→ Required action:
Copy the line containing "pub use links::extract_links;", then all lines after it up to and including the final line of the material, exactly and without additions.

(Beginning of Records for processing)

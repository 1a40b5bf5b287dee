//! Gateway engine: HTTP fetching, content extraction and the background worker.
mod decode;
mod engine;
mod extract;
mod feeds;
mod fetch;
mod links;
mod page;
mod types;

pub use decode::{decode_html, DecodedHtml};
pub use engine::{EngineConfig, EngineHandle};
pub use extract::{chunk_words, Extractor, ReadabilityLikeExtractor, MAX_CHUNK_CHARS, MAX_LINKS};
pub use feeds::{parse_feed, FeedFetcher, FeedSource, MAX_FEED_ITEMS};
pub use fetch::{FetchSettings, Fetcher, ReqwestFetcher, DEFAULT_USER_AGENT};
pub use links::extract_links;
pub use page::PageFetcher;
pub use types::{
    EngineEvent, ExtractedContent, ExtractedLink, FailureKind, FeedEntry, FetchError,
    FetchMetadata, FetchOutput, Job, RequestId,
};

(End of Records for processing)

→ Reply:
pub use links::extract_links;
pub use page::PageFetcher;
pub use types::{
    EngineEvent, ExtractedContent, ExtractedLink, FailureKind, FeedEntry, FetchError,
    FetchMetadata, FetchOutput, Job, RequestId,
};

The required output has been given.